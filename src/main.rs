//! Gleaner main entry point
//!
//! Command-line interface for the Gleaner web content crawler.

use clap::Parser;
use gleaner::config::load_config_with_hash;
use gleaner::crawler::run_crawl;
use gleaner::GleanerError;
use std::path::{Path, PathBuf};
use tracing_subscriber::EnvFilter;

/// Gleaner: a continuously-running web content crawler
///
/// Gleaner fetches pages from a bounded, randomized frontier, extracts
/// titles, keywords, images, file links, and article blocks, and persists
/// everything as idempotent natural-key upserts.
#[derive(Parser, Debug)]
#[command(name = "gleaner")]
#[command(version = "1.0.0")]
#[command(about = "A continuously-running web content crawler", long_about = None)]
struct Cli {
    /// Path to TOML configuration file
    #[arg(value_name = "CONFIG")]
    config: PathBuf,

    /// Path to a JSON file containing an array of seed URLs
    #[arg(value_name = "SEEDS")]
    seeds: PathBuf,

    /// Increase logging verbosity (-v, -vv, -vvv)
    #[arg(short, long, action = clap::ArgAction::Count)]
    verbose: u8,

    /// Suppress non-error output
    #[arg(short, long, conflicts_with = "verbose")]
    quiet: bool,

    /// Validate config and seeds, show what would be crawled, and exit
    #[arg(long)]
    dry_run: bool,
}

#[tokio::main]
async fn main() -> anyhow::Result<()> {
    let cli = Cli::parse();

    setup_logging(cli.verbose, cli.quiet);

    tracing::info!("Loading configuration from: {}", cli.config.display());
    let (config, config_hash) = match load_config_with_hash(&cli.config) {
        Ok((config, hash)) => {
            tracing::info!("Configuration loaded successfully (hash: {})", hash);
            (config, hash)
        }
        Err(e) => {
            tracing::error!("Failed to load configuration: {}", e);
            return Err(e.into());
        }
    };

    let seeds = load_seeds(&cli.seeds)?;
    tracing::info!("Loaded {} seed URLs from {}", seeds.len(), cli.seeds.display());

    if cli.dry_run {
        handle_dry_run(&config, &seeds);
        return Ok(());
    }

    match run_crawl(config, &config_hash, seeds).await {
        Ok(()) => {
            tracing::info!("Crawl completed successfully");
            Ok(())
        }
        Err(e) => {
            tracing::error!("Crawl failed: {}", e);
            Err(e.into())
        }
    }
}

/// Sets up the logging/tracing subscriber based on verbosity level
fn setup_logging(verbose: u8, quiet: bool) {
    let filter = if quiet {
        EnvFilter::new("error")
    } else {
        match verbose {
            0 => EnvFilter::new("gleaner=info,warn"),
            1 => EnvFilter::new("gleaner=debug,info"),
            2 => EnvFilter::new("gleaner=trace,debug"),
            _ => EnvFilter::new("trace"),
        }
    };

    tracing_subscriber::fmt()
        .with_env_filter(filter)
        .with_target(false)
        .with_thread_ids(false)
        .with_file(false)
        .init();
}

/// Loads the seed URL array; an unreadable, malformed, or empty file is
/// fatal before any worker is spawned
fn load_seeds(path: &Path) -> Result<Vec<String>, GleanerError> {
    let raw = std::fs::read_to_string(path)
        .map_err(|e| GleanerError::SeedFile(format!("failed to read {}: {}", path.display(), e)))?;
    let seeds: Vec<String> = serde_json::from_str(&raw).map_err(|e| {
        GleanerError::SeedFile(format!("{} is not a JSON array of URLs: {}", path.display(), e))
    })?;
    if seeds.is_empty() {
        return Err(GleanerError::SeedFile(format!(
            "{} contains no seed URLs",
            path.display()
        )));
    }
    Ok(seeds)
}

/// Handles the --dry-run mode: shows the effective configuration and seeds
fn handle_dry_run(config: &gleaner::Config, seeds: &[String]) {
    println!("=== Gleaner Dry Run ===\n");

    println!("Crawler Configuration:");
    println!("  Workers: {}", config.crawler.workers);
    println!("  Fetch timeout: {}ms", config.crawler.fetch_timeout_ms);
    println!("  Max queue size: {}", config.crawler.max_queue_size);
    println!("  Max visited size: {}", config.crawler.max_visited_size);
    println!("  Max domain visits: {}", config.crawler.max_domain_visits);
    println!("  Reseed sample size: {}", config.crawler.reseed_sample_size);

    println!("\nStorage:");
    println!("  Database: {}", config.storage.database_path);

    println!("\nEmbedding:");
    if config.embedding.enabled {
        println!("  Enabled, vectors: {}", config.embedding.vectors_path);
    } else {
        println!("  Disabled");
    }

    println!("\nBlacklist patterns ({}):", config.blacklist.len());
    for pattern in &config.blacklist {
        println!("  - {}", pattern);
    }

    println!("\nSeed URLs ({}):", seeds.len());
    for seed in seeds {
        println!("  - {}", seed);
    }

    println!("\n✓ Configuration is valid");
    println!("✓ Would start crawling with {} seed URLs", seeds.len());
}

────────

Top to bottom, set down the entries above word for word.

filename src/main.rs
//! Gleaner main entry point
//!
//! Command-line interface for the Gleaner web content crawler.

use clap::Parser;
use gleaner::config::load_config_with_hash;
use gleaner::crawler::run_crawl;
use gleaner::GleanerError;
use std::path::{Path, PathBuf};
use tracing_subscriber::EnvFilter;

/// Gleaner: a continuously-running web content crawler
///
/// Gleaner fetches pages from a bounded, randomized frontier, extracts
/// titles, keywords, images, file links, and article blocks, and persists
/// everything as idempotent natural-key upserts.
#[derive(Parser, Debug)]
#[command(name = "gleaner")]
#[command(version = "1.0.0")]
#[command(about = "A continuously-running web content crawler", long_about = None)]
struct Cli {
    /// Path to TOML configuration file
    #[arg(value_name = "CONFIG")]
    config: PathBuf,

    /// Path to a JSON file containing an array of seed URLs
    #[arg(value_name = "SEEDS")]
    seeds: PathBuf,

    /// Increase logging verbosity (-v, -vv, -vvv)
    #[arg(short, long, action = clap::ArgAction::Count)]
    verbose: u8,

    /// Suppress non-error output
    #[arg(short, long, conflicts_with = "verbose")]
    quiet: bool,

    /// Validate config and seeds, show what would be crawled, and exit
    #[arg(long)]
    dry_run: bool,
}

#[tokio::main]
async fn main() -> anyhow::Result<()> {
    let cli = Cli::parse();

    setup_logging(cli.verbose, cli.quiet);

    tracing::info!("Loading configuration from: {}", cli.config.display());
    let (config, config_hash) = match load_config_with_hash(&cli.config) {
        Ok((config, hash)) => {
            tracing::info!("Configuration loaded successfully (hash: {})", hash);
            (config, hash)
        }
        Err(e) => {
            tracing::error!("Failed to load configuration: {}", e);
            return Err(e.into());
        }
    };

    let seeds = load_seeds(&cli.seeds)?;
    tracing::info!("Loaded {} seed URLs from {}", seeds.len(), cli.seeds.display());

    if cli.dry_run {
        handle_dry_run(&config, &seeds);
        return Ok(());
    }

    match run_crawl(config, &config_hash, seeds).await {
        Ok(()) => {
            tracing::info!("Crawl completed successfully");
            Ok(())
        }
        Err(e) => {
            tracing::error!("Crawl failed: {}", e);
            Err(e.into())
        }
    }
}

/// Sets up the logging/tracing subscriber based on verbosity level
fn setup_logging(verbose: u8, quiet: bool) {
    let filter = if quiet {
        EnvFilter::new("error")
    } else {
        match verbose {
            0 => EnvFilter::new("gleaner=info,warn"),
            1 => EnvFilter::new("gleaner=debug,info"),
            2 => EnvFilter::new("gleaner=trace,debug"),
            _ => EnvFilter::new("trace"),
        }
    };

    tracing_subscriber::fmt()
        .with_env_filter(filter)
        .with_target(false)
        .with_thread_ids(false)
        .with_file(false)
        .init();
}

/// Loads the seed URL array; an unreadable, malformed, or empty file is
/// fatal before any worker is spawned
fn load_seeds(path: &Path) -> Result<Vec<String>, GleanerError> {
    let raw = std::fs::read_to_string(path)
        .map_err(|e| GleanerError::SeedFile(format!("failed to read {}: {}", path.display(), e)))?;
    let seeds: Vec<String> = serde_json::from_str(&raw).map_err(|e| {
        GleanerError::SeedFile(format!("{} is not a JSON array of URLs: {}", path.display(), e))
    })?;
    if seeds.is_empty() {
        return Err(GleanerError::SeedFile(format!(
            "{} contains no seed URLs",
            path.display()
        )));
    }
    Ok(seeds)
}

/// Handles the --dry-run mode: shows the effective configuration and seeds
fn handle_dry_run(config: &gleaner::Config, seeds: &[String]) {
    println!("=== Gleaner Dry Run ===\n");

    println!("Crawler Configuration:");
    println!("  Workers: {}", config.crawler.workers);
    println!("  Fetch timeout: {}ms", config.crawler.fetch_timeout_ms);
    println!("  Max queue size: {}", config.crawler.max_queue_size);
    println!("  Max visited size: {}", config.crawler.max_visited_size);
    println!("  Max domain visits: {}", config.crawler.max_domain_visits);
    println!("  Reseed sample size: {}", config.crawler.reseed_sample_size);

    println!("\nStorage:");
    println!("  Database: {}", config.storage.database_path);

    println!("\nEmbedding:");
    if config.embedding.enabled {
        println!("  Enabled, vectors: {}", config.embedding.vectors_path);
    } else {
        println!("  Disabled");
    }

    println!("\nBlacklist patterns ({}):", config.blacklist.len());
    for pattern in &config.blacklist {
        println!("  - {}", pattern);
    }

    println!("\nSeed URLs ({}):", seeds.len());
    for seed in seeds {
        println!("  - {}", seed);
    }

    println!("\n✓ Configuration is valid");
    println!("✓ Would start crawling with {} seed URLs", seeds.len());
}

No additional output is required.